7. The process of claim 1, wherein the reaction is carried out in the absence of a solvent.

8. The process of claim 7, which further comprising simultaneously removing the alcohol and water formed in the reaction.

9. The process of claim 1, wherein the reaction is carried out in the presence of an organic solvent.

10. The process of claim 9, wherein the organic solvent is at least one selected from the group consisting of acetonitrile, 2-propanol and toluene.

11. The process of claim 1, wherein the reaction is carried out at a temperature ranging from 60° C. to 110° C.

12. A process for preparing a N-pyrazolyl amidoxime comprising reacting a 5-β-1,2,4-oxadiazole with hydrazine or a salt thereof.

13. The process of claim 12, wherein the hydrazine is an aqueous solution of hydrazine.

14. The process of claim 13, wherein the reaction is carried out in a solvent.

15. The process of claim 14, wherein the solvent comprises 2-propanol.

16. The process of claim 12, wherein the reaction is carried out at a temperature ranging from 50° C. to 70° C.

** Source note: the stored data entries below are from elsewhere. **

mod base;
mod job;
mod replicator;
mod source;
mod target;

pub use base::*;
pub use job::*;
pub use replicator::*;
pub use source::*;
pub use target::*;
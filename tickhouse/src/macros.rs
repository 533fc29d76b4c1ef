//! Macros for replication error handling.
//!
//! Convenience macros for creating and returning [`crate::error::TickError`] instances
//! with reduced boilerplate.

/// Creates a [`crate::error::TickError`] from an error kind and description.
#[macro_export]
macro_rules! tick_error {
    ($kind:expr, $desc:expr) => {
        TickError::from(($kind, $desc))
    };
    ($kind:expr, $desc:expr, $detail:expr) => {
        TickError::from(($kind, $desc, $detail.to_string()))
    };
}

/// Creates and returns a [`crate::error::TickError`] from the current function.
#[macro_export]
macro_rules! bail {
    ($kind:expr, $desc:expr) => {
        return Err($crate::tick_error!($kind, $desc))
    };
    ($kind:expr, $desc:expr, $detail:expr) => {
        return Err($crate::tick_error!($kind, $desc, $detail))
    };
}
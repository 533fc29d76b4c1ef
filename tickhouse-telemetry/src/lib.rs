//! Telemetry setup for tick replication services.
//!
//! Provides tracing initialization with environment-appropriate output and a
//! panic hook that routes panics through the logging system.

mod tracing;

pub use crate::tracing::*;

17. The process of claim 12, wherein the reaction is carried out in the presence of an acid catalyst.

18. The process of claim 17, wherein the acid catalyst comprises acetic acid.

19. A process for preparing a N-pyrazolyl amidoxime comprising: (i) reacting an amidoxime with a β-keto-ester to prepare a 5-β-1,2,4-oxadiazole; and (ii) reacting the 5-β-1,2,4-oxadiazole with hydrazine.

20. The process of claim 19, which further comprising isolating the 5-β-1,2,4-oxadiazole obtained in step (i), prior to step (ii).